Your goal: Here is the task for the records below: repeat exactly the lines from the one with "use std::collections::VecDeque;" to the one with "pub fn allow_tracking(&self, ip: &str)", both included, and nothing else.

Provided information:

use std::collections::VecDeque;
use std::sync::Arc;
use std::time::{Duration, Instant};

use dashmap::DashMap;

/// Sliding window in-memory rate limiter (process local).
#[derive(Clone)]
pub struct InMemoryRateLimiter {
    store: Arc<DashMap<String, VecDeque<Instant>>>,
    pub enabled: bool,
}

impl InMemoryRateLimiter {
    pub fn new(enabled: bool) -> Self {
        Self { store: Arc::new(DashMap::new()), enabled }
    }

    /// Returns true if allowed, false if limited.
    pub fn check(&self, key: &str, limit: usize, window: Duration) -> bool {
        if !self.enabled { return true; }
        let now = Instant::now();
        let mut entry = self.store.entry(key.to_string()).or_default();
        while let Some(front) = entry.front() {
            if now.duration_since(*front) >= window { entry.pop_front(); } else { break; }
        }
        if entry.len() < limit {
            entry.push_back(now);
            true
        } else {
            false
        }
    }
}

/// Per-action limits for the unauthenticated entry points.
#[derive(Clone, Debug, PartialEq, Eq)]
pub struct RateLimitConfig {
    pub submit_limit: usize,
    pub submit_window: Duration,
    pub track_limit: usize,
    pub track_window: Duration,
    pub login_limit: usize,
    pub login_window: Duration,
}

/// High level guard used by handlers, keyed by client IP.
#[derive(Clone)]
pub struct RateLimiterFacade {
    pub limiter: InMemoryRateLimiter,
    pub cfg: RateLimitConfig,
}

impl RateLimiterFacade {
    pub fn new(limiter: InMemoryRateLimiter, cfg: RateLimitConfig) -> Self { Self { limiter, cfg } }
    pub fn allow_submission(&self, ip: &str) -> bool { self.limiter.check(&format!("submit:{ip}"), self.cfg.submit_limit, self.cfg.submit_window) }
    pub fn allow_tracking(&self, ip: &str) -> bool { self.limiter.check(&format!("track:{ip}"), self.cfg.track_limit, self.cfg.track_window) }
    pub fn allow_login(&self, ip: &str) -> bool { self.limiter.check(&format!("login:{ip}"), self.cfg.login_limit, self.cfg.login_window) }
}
...
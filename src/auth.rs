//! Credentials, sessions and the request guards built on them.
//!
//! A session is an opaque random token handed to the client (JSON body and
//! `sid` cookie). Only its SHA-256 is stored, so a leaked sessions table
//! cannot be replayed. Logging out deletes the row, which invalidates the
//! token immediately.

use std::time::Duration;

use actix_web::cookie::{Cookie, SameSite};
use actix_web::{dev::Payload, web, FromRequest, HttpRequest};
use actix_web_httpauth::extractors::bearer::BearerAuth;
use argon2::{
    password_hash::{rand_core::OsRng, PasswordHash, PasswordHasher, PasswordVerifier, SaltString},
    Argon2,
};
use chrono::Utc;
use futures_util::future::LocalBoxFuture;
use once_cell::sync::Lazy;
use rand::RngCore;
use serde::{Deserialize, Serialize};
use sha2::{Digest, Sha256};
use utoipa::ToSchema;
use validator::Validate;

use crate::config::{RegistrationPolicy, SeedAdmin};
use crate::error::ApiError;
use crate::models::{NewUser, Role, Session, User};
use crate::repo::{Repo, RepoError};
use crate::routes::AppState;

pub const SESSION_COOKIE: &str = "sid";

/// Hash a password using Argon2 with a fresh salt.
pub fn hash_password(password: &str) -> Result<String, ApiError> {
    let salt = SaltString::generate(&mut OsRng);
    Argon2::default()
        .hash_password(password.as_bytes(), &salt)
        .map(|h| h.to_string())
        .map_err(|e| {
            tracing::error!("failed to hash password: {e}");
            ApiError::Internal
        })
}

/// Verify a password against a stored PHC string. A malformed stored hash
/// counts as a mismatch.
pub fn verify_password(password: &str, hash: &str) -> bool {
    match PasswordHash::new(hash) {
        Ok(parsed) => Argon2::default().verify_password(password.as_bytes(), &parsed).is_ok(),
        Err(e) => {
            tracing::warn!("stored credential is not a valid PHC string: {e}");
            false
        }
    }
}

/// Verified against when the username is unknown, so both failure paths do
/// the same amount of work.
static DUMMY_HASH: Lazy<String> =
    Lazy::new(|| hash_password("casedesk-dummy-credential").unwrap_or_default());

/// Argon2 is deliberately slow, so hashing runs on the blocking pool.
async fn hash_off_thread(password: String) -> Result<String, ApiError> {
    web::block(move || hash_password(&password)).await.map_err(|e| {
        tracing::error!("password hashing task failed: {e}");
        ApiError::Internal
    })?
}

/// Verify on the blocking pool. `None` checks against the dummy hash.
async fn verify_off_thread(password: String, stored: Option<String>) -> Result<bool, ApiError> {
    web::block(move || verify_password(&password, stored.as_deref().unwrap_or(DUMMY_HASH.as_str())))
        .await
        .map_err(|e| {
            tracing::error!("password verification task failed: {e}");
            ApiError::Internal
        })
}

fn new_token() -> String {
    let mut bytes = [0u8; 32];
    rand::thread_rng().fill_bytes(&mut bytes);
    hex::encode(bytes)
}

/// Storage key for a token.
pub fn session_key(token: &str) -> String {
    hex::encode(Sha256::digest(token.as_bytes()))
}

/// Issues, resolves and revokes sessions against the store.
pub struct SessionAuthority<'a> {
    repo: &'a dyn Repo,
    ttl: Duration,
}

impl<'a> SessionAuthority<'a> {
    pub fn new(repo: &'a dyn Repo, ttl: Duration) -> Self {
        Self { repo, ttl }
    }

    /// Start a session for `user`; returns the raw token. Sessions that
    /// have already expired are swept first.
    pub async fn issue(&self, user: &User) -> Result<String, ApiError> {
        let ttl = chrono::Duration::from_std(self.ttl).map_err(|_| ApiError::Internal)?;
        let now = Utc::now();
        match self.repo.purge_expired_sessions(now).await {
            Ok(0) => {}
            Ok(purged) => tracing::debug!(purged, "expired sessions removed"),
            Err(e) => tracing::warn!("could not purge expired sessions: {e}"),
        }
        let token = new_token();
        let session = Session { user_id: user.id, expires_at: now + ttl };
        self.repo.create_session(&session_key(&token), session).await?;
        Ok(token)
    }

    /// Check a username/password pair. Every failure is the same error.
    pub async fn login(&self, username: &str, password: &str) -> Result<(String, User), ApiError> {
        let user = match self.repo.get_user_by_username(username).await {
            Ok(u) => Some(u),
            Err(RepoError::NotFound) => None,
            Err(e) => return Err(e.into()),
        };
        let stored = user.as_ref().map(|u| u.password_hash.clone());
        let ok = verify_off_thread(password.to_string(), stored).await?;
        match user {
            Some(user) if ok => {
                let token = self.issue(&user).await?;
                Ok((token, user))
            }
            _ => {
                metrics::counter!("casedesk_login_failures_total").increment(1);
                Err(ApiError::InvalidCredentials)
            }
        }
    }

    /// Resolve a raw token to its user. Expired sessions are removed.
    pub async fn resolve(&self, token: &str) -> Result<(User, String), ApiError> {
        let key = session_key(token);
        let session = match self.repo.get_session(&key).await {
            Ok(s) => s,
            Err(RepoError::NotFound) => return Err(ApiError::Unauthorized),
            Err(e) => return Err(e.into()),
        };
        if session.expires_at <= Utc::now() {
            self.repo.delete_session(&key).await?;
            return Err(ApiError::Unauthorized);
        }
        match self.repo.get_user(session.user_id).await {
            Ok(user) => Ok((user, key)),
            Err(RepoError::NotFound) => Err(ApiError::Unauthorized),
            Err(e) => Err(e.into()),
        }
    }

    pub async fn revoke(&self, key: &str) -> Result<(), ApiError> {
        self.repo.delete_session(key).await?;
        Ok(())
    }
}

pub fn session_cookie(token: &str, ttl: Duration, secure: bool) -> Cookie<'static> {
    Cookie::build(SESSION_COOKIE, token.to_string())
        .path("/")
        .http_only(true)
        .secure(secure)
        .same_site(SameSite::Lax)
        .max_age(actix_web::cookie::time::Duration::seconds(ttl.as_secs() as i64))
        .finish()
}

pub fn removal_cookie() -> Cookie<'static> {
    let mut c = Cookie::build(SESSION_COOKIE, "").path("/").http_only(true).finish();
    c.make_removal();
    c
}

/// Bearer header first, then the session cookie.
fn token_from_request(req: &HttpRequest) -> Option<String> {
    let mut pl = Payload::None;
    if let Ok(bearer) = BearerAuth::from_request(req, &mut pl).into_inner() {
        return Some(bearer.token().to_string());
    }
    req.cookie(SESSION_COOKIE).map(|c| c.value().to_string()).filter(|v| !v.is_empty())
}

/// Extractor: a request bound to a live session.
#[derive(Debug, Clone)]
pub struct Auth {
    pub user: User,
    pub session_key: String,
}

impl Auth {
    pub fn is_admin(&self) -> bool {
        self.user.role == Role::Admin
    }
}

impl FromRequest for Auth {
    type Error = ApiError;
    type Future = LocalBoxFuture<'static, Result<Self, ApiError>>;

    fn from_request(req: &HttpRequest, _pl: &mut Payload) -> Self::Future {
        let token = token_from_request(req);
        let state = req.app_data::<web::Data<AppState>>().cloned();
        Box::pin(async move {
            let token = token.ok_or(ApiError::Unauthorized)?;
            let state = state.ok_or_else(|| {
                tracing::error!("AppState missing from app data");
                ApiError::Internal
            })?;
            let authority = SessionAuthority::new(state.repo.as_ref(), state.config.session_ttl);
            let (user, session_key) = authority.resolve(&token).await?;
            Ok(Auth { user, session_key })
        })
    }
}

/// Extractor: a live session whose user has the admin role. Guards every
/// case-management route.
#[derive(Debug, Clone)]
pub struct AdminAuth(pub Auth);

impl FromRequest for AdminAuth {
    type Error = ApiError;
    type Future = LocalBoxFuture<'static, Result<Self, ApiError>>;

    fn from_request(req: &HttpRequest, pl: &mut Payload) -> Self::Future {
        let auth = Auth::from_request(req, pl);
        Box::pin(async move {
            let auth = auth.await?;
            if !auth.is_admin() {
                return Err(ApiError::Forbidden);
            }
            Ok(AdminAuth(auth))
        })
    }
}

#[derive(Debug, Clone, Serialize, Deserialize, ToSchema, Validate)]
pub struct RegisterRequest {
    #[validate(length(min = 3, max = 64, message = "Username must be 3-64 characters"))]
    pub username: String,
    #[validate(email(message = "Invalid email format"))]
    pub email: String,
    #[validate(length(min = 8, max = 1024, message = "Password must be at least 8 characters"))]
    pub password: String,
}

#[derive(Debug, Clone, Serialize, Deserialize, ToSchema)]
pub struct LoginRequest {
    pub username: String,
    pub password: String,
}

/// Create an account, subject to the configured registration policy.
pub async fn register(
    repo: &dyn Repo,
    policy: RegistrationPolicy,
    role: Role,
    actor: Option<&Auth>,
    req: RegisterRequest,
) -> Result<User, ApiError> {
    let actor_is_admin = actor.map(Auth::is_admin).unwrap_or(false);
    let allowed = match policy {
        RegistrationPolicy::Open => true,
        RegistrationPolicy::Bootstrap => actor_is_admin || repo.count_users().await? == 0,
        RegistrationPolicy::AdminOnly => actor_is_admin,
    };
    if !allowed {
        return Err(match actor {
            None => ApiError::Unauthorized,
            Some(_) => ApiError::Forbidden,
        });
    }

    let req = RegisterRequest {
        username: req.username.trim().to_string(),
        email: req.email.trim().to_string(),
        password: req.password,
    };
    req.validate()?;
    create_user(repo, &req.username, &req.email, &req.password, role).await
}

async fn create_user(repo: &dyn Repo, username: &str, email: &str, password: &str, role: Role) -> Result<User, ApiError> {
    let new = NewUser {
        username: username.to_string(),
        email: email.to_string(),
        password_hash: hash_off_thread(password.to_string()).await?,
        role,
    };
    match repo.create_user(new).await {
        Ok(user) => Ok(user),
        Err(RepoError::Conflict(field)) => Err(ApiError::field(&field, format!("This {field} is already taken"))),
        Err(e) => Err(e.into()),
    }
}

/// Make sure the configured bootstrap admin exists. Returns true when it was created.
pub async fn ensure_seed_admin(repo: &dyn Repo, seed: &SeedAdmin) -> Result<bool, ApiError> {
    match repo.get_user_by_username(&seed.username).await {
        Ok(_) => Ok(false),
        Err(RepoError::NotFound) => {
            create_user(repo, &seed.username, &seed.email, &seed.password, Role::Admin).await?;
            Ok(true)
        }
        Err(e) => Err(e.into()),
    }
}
---
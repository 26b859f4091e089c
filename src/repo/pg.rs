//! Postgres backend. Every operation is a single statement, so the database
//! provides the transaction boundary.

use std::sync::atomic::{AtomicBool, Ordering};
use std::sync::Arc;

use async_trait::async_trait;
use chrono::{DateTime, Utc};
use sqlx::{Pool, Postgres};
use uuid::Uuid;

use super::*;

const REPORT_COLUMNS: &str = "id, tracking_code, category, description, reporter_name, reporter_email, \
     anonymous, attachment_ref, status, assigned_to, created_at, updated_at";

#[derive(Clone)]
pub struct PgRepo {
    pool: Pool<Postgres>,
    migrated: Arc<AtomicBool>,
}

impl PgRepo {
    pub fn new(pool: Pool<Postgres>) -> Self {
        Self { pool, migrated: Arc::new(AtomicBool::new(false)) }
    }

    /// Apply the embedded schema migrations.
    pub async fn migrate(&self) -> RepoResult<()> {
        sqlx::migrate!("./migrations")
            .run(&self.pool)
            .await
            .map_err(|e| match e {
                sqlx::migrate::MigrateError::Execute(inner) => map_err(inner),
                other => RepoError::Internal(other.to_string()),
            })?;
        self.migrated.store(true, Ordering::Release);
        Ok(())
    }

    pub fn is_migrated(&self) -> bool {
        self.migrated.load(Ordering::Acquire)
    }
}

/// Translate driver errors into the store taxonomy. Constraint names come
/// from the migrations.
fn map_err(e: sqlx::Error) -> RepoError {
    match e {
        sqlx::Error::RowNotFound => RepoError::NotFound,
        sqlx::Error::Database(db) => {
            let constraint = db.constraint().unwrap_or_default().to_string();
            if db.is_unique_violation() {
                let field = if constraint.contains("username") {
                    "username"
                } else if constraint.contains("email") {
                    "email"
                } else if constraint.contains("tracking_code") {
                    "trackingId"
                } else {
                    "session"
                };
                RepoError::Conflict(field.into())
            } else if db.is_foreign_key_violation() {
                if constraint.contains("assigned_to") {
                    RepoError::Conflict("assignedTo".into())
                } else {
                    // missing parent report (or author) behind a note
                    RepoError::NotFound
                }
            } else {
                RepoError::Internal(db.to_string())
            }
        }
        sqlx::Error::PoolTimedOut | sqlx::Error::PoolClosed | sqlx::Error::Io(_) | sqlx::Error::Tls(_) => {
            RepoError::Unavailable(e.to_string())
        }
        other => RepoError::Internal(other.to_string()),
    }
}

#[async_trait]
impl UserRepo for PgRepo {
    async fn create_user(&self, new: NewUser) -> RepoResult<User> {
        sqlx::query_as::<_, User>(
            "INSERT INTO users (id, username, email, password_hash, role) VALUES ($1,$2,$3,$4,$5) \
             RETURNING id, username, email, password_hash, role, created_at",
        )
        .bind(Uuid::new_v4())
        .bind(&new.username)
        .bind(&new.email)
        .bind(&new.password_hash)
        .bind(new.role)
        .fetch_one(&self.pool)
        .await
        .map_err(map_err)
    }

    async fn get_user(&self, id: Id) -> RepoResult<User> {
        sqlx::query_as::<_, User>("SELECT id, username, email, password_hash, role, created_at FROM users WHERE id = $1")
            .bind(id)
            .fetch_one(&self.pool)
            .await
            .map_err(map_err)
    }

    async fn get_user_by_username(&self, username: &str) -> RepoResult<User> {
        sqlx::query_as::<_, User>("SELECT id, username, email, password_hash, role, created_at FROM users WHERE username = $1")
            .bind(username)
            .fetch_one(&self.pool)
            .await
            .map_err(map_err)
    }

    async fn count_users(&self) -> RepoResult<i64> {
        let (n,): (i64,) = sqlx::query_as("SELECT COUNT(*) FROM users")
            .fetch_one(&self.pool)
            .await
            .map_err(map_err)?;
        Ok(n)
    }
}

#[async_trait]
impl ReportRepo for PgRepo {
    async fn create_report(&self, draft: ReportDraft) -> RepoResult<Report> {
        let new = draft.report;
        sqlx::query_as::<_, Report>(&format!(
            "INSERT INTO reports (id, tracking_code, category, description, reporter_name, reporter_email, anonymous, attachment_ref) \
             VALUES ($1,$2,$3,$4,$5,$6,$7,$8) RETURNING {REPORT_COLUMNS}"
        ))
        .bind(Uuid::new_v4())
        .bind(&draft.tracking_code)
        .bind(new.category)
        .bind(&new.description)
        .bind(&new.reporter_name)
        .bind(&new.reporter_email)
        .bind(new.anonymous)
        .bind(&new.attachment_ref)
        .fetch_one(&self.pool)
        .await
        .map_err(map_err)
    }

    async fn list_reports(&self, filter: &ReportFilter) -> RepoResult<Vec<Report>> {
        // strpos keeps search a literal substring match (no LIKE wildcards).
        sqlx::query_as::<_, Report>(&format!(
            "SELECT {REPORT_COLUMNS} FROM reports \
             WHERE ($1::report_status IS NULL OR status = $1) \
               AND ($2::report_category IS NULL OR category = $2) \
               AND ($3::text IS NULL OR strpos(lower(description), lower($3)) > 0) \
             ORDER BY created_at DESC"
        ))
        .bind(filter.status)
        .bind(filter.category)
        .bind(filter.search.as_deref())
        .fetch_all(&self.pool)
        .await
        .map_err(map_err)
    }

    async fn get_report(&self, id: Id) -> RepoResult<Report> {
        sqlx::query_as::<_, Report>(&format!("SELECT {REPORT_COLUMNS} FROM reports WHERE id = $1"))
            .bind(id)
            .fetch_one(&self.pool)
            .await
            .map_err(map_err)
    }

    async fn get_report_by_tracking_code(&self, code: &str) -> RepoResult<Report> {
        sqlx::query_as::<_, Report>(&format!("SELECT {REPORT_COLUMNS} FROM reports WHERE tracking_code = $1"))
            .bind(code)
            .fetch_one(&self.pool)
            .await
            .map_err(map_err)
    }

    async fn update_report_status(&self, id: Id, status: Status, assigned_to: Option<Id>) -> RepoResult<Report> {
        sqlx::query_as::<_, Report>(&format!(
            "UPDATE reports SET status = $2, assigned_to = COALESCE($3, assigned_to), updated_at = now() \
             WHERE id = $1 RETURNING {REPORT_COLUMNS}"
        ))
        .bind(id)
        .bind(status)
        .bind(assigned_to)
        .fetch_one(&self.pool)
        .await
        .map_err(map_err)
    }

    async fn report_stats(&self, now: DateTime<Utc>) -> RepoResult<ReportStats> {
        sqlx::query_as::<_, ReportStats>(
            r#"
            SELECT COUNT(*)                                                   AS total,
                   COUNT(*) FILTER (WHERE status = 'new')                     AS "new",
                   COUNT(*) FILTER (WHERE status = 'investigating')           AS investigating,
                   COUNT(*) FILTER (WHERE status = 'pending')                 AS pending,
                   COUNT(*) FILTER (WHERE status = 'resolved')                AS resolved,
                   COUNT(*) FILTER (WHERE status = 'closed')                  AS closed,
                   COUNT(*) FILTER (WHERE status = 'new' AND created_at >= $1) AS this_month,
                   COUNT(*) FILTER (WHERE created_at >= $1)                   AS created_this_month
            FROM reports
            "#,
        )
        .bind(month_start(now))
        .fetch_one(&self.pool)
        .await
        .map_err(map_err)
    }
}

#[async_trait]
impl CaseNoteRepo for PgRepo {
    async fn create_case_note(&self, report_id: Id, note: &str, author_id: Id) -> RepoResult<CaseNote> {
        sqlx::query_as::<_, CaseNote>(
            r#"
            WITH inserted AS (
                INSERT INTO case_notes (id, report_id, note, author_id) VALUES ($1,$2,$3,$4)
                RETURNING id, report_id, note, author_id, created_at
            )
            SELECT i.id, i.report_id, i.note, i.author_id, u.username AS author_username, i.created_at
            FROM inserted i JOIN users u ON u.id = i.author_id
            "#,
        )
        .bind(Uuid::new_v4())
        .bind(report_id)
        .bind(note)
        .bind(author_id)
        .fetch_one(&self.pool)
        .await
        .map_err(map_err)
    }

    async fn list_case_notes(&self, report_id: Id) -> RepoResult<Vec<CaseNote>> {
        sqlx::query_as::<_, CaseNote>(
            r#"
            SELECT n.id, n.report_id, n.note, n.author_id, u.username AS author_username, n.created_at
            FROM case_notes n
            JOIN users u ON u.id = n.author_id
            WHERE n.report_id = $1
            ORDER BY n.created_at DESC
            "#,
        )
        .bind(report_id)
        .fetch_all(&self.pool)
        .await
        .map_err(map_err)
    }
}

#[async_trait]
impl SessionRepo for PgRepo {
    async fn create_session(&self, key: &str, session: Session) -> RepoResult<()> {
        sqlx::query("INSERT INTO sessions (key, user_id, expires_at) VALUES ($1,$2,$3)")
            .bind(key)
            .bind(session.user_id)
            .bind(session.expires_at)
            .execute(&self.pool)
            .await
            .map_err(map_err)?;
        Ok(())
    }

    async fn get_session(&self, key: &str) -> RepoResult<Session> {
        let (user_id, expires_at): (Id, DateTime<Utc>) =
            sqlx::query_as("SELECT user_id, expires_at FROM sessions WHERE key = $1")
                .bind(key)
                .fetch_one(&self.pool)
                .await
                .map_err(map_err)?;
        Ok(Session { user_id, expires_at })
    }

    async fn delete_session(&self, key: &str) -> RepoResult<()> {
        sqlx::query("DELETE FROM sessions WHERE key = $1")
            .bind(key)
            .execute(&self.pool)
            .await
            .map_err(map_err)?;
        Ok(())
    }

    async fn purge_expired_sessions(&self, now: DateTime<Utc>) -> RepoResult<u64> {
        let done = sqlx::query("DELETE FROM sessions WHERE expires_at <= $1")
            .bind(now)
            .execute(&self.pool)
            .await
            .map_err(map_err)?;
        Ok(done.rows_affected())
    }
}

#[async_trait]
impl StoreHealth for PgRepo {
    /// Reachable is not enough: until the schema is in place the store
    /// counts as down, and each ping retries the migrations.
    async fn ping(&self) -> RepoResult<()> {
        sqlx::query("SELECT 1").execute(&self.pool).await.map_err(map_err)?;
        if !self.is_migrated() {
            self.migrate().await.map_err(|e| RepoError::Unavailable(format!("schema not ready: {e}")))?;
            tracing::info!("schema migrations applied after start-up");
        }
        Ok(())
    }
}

Written answer:
use std::collections::VecDeque;
use std::sync::Arc;
use std::time::{Duration, Instant};

use dashmap::DashMap;

/// Sliding window in-memory rate limiter (process local).
#[derive(Clone)]
pub struct InMemoryRateLimiter {
    store: Arc<DashMap<String, VecDeque<Instant>>>,
    pub enabled: bool,
}

impl InMemoryRateLimiter {
    pub fn new(enabled: bool) -> Self {
        Self { store: Arc::new(DashMap::new()), enabled }
    }

    /// Returns true if allowed, false if limited.
    pub fn check(&self, key: &str, limit: usize, window: Duration) -> bool {
        if !self.enabled { return true; }
        let now = Instant::now();
        let mut entry = self.store.entry(key.to_string()).or_default();
        while let Some(front) = entry.front() {
            if now.duration_since(*front) >= window { entry.pop_front(); } else { break; }
        }
        if entry.len() < limit {
            entry.push_back(now);
            true
        } else {
            false
        }
    }
}

/// Per-action limits for the unauthenticated entry points.
#[derive(Clone, Debug, PartialEq, Eq)]
pub struct RateLimitConfig {
    pub submit_limit: usize,
    pub submit_window: Duration,
    pub track_limit: usize,
    pub track_window: Duration,
    pub login_limit: usize,
    pub login_window: Duration,
}

/// High level guard used by handlers, keyed by client IP.
#[derive(Clone)]
pub struct RateLimiterFacade {
    pub limiter: InMemoryRateLimiter,
    pub cfg: RateLimitConfig,
}

impl RateLimiterFacade {
    pub fn new(limiter: InMemoryRateLimiter, cfg: RateLimitConfig) -> Self { Self { limiter, cfg } }
    pub fn allow_submission(&self, ip: &str) -> bool { self.limiter.check(&format!("submit:{ip}"), self.cfg.submit_limit, self.cfg.submit_window) }
    pub fn allow_tracking(&self, ip: &str) -> bool { self.limiter.check(&format!("track:{ip}"), self.cfg.track_limit, self.cfg.track_window) }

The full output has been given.